What this task involves:
Although the data below holds other lines too, output only those from the line with "for pr in &fs.provider_results" up to and including the line with "(None, None) =>", exactly as they appear.

[Data shown — start]

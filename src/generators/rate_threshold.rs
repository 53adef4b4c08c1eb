// src/generators/rate_threshold.rs
use anyhow::{anyhow, Result};
use chrono::{DateTime, FixedOffset, NaiveTime, Utc};
use serde_json::Value;
use std::collections::HashMap;
use std::fmt::Write as _;
use std::time::Duration;

use super::{within_window, AlertGenerator};
use crate::config::{parse_hhmm, RateThresholdConfig};
use crate::error::RadarError;
use crate::event::{Event, Tier};
use crate::marketdata::{Fusion, FusionSnapshot};

/// Fires when a symbol's fused rate stays at or above `min_rate_pct` with a
/// passing consensus for `confirm_k` consecutive evaluations.
pub struct RateThresholdGenerator {
    name: String,
    tier: Tier,
    min_interval: Duration,
    market: String,
    symbols: Vec<String>,
    min_rate_pct: f64,
    top_n: usize,
    confirm_k: u32,
    window_start: Option<NaiveTime>,
    window_end: Option<NaiveTime>,
    offset: FixedOffset,
    streaks: HashMap<String, u32>,
}

impl RateThresholdGenerator {
    pub fn new(cfg: &RateThresholdConfig, offset: FixedOffset) -> Result<Self, RadarError> {
        let defaults = RateThresholdConfig::default();
        let symbols: Vec<String> = cfg
            .symbols
            .iter()
            .map(|s| s.trim().to_string())
            .filter(|s| !s.is_empty())
            .collect();
        if symbols.is_empty() {
            return Err(RadarError::config(format!("generator {}: no symbols", cfg.name)));
        }
        Ok(Self {
            name: cfg.name.clone(),
            tier: cfg.tier,
            min_interval: Duration::from_secs(cfg.min_interval_seconds),
            market: cfg.market.clone(),
            symbols,
            min_rate_pct: if cfg.min_rate_pct > 0.0 {
                cfg.min_rate_pct
            } else {
                defaults.min_rate_pct
            },
            top_n: if cfg.top_n > 0 { cfg.top_n } else { defaults.top_n },
            confirm_k: cfg.confirm_k.max(1),
            window_start: cfg.window_start.as_deref().map(parse_hhmm).transpose()?,
            window_end: cfg.window_end.as_deref().map(parse_hhmm).transpose()?,
            offset,
            streaks: HashMap::new(),
        })
    }

    pub fn threshold(&self) -> f64 {
        self.min_rate_pct
    }

    fn to_event(&self, trade_date: &str, fs: &FusionSnapshot) -> Event {
        let rate = fs.consensus_rate_pct;
        let confidence = if fs.is_pass() { "PASS" } else { "FAIL" };

        let mut body = format!(
            "consensus_rate={rate:.4}%\nconfidence={confidence}\nreason={}\n",
            fs.reason.as_str()
        );
        for pr in &fs.provider_results {
            match (&pr.error, &pr.snapshot) {
                (Some(err), _) => {
                    let _ = writeln!(body, "- {}: error={err}", pr.provider);
                }
                (None, Some(s)) => {
                    let _ = writeln!(
                        body,
                        "- {}: rate={:.4}% inlier={} outlier={}",
                        pr.provider, s.rate_pct, pr.inlier, pr.outlier
                    );
                }
                (None, None) => {}
            }
        }

        let mut ev = Event::new(&self.name, trade_date, format!("Rate spike {rate:.2}% ({})", fs.symbol))
            .with_market(&self.market)
            .with_symbol(&fs.symbol)
            .with_body(body)
            .with_tier(self.tier)
            .with_tag("kind", "rate")
            .with_tag("strategy", "yield_spike")
            .with_tag("confidence", confidence)
            .with_number("consensus_rate_pct", rate)
            .with_number("threshold_rate_pct", self.min_rate_pct)
            .with_number("expected_edge_pct", rate - self.min_rate_pct);
        ev.set_text("confidence", confidence);
        ev.set_text("reason", fs.reason.as_str());
        ev.data.insert(
            "providers".into(),
            serde_json::to_value(&fs.provider_results).unwrap_or(Value::Null),
        );
        ev
    }
}

#[async_trait::async_trait]
impl AlertGenerator for RateThresholdGenerator {
    fn name(&self) -> &str {
        &self.name
    }

    fn min_interval(&self) -> Duration {
        self.min_interval
    }

    async fn evaluate(
        &mut self,
        trade_date: &str,
        fusion: Option<&dyn Fusion>,
        now: DateTime<Utc>,
    ) -> Result<Vec<Event>> {
        let fusion = fusion.ok_or_else(|| {
            anyhow!("marketdata disabled: enable [marketdata] and providers for {}", self.name)
        })?;
        let local = now.with_timezone(&self.offset).time();
        if !within_window(local, self.window_start, self.window_end) {
            return Ok(Vec::new());
        }

        let mut hits: Vec<FusionSnapshot> = Vec::new();
        for symbol in &self.symbols {
            let fs = match fusion.fetch_fusion(symbol).await {
                Ok(fs) => fs,
                Err(e) => {
                    tracing::debug!(generator = %self.name, symbol = %symbol, error = %e, "fusion failed");
                    continue;
                }
            };
            let hot = fs.is_pass() && fs.consensus_rate_pct >= self.min_rate_pct;
            let streak = self.streaks.entry(symbol.clone()).or_insert(0);
            if !hot {
                *streak = 0;
                continue;
            }
            *streak += 1;
            if *streak >= self.confirm_k {
                hits.push(fs);
            }
        }

        hits.sort_by(|a, b| b.consensus_rate_pct.total_cmp(&a.consensus_rate_pct));
        hits.truncate(self.top_n);
        Ok(hits.iter().map(|fs| self.to_event(trade_date, fs)).collect())
    }
}

#[cfg(test)]
mod tests {
    use super::*;
    use crate::marketdata::{Confidence, FusionReason, ProviderResult, Snapshot};
    use parking_lot::Mutex;
    use serde_json::json;

    struct ScriptedFusion {
        rates: Mutex<HashMap<String, (f64, Confidence)>>,
    }

    #[async_trait::async_trait]
    impl Fusion for ScriptedFusion {
        async fn fetch_fusion(&self, symbol: &str) -> Result<FusionSnapshot> {
            let (rate, confidence) = self
                .rates
                .lock()
                .get(symbol)
                .copied()
                .ok_or_else(|| anyhow!("unknown symbol"))?;
            Ok(FusionSnapshot {
                symbol: symbol.to_string(),
                timestamp: Utc::now(),
                consensus_rate_pct: rate,
                confidence,
                reason: if confidence == Confidence::Pass {
                    FusionReason::ConsensusPass
                } else {
                    FusionReason::InsufficientConsensus
                },
                provider_results: vec![ProviderResult {
                    provider: "quotes_a".into(),
                    snapshot: Some(Snapshot {
                        symbol: symbol.to_string(),
                        rate_pct: rate,
                        timestamp: Utc::now(),
                        provider: "quotes_a".into(),
                        raw: json!({"last": rate, "venue": "SSE"})
                            .as_object()
                            .cloned()
                            .unwrap_or_default(),
                    }),
                    error: None,
                    stale: false,
                    inlier: true,
                    outlier: false,
                }],
            })
        }
    }

    fn cfg(confirm_k: u32, top_n: usize) -> RateThresholdConfig {
        RateThresholdConfig {
            name: "repo_spike".into(),
            symbols: vec!["A".into(), "B".into(), "C".into()],
            min_rate_pct: 4.0,
            confirm_k,
            top_n,
            ..RateThresholdConfig::default()
        }
    }

    fn utc8() -> FixedOffset {
        FixedOffset::east_opt(8 * 3600).unwrap()
    }

    #[tokio::test]
    async fn emits_hot_symbols_sorted_and_capped() {
        let f = ScriptedFusion {
            rates: Mutex::new(HashMap::from([
                ("A".to_string(), (4.5, Confidence::Pass)),
                ("B".to_string(), (6.0, Confidence::Pass)),
                ("C".to_string(), (9.0, Confidence::Fail)),
            ])),
        };
        let mut g = RateThresholdGenerator::new(&cfg(1, 5), utc8()).unwrap();
        let evs = g.evaluate("20260129", Some(&f), Utc::now()).await.unwrap();
        let symbols: Vec<_> = evs.iter().map(|e| e.symbol.as_str()).collect();
        assert_eq!(symbols, ["B", "A"]);
        assert_eq!(evs[0].tags["kind"], "rate");
        assert!((evs[0].number("expected_edge_pct").unwrap() - 2.0).abs() < 1e-9);
        assert_eq!(evs[0].number("consensus_rate_pct"), Some(6.0));
        let providers = &evs[0].data["providers"];
        assert_eq!(providers[0]["provider"], "quotes_a");
        assert_eq!(providers[0]["snapshot"]["raw"]["venue"], "SSE");
        assert_eq!(providers[0]["snapshot"]["raw"]["last"], 6.0);

        let mut g = RateThresholdGenerator::new(&cfg(1, 1), utc8()).unwrap();
        let evs = g.evaluate("20260129", Some(&f), Utc::now()).await.unwrap();
        assert_eq!(evs.len(), 1);
        assert_eq!(evs[0].symbol, "B");
    }

    #[tokio::test]
    async fn confirm_streak_resets_when_cold() {
        let f = ScriptedFusion {
            rates: Mutex::new(HashMap::from([("A".to_string(), (5.0, Confidence::Pass))])),
        };
        let mut c = cfg(2, 5);
        c.symbols = vec!["A".into()];
        let mut g = RateThresholdGenerator::new(&c, utc8()).unwrap();
        let now = Utc::now();

        assert!(g.evaluate("d", Some(&f), now).await.unwrap().is_empty());
        assert_eq!(g.evaluate("d", Some(&f), now).await.unwrap().len(), 1);

        f.rates.lock().insert("A".into(), (3.0, Confidence::Pass));
        assert!(g.evaluate("d", Some(&f), now).await.unwrap().is_empty());
        f.rates.lock().insert("A".into(), (5.0, Confidence::Pass));
        assert!(g.evaluate("d", Some(&f), now).await.unwrap().is_empty());
    }

    #[tokio::test]
    async fn requires_marketdata() {
        let mut g = RateThresholdGenerator::new(&cfg(1, 5), utc8()).unwrap();
        assert!(g.evaluate("d", None, Utc::now()).await.is_err());
    }

    #[test]
    fn rejects_empty_symbol_list() {
        let c = RateThresholdConfig::default();
        assert!(RateThresholdGenerator::new(&c, utc8()).is_err());
    }
}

[Data shown — finish]

Output for this task:
        for pr in &fs.provider_results {
            match (&pr.error, &pr.snapshot) {
                (Some(err), _) => {
                    let _ = writeln!(body, "- {}: error={err}", pr.provider);
                }
                (None, Some(s)) => {
                    let _ = writeln!(
                        body,
                        "- {}: rate={:.4}% inlier={} outlier={}",
                        pr.provider, s.rate_pct, pr.inlier, pr.outlier
                    );
                }
                (None, None) => {}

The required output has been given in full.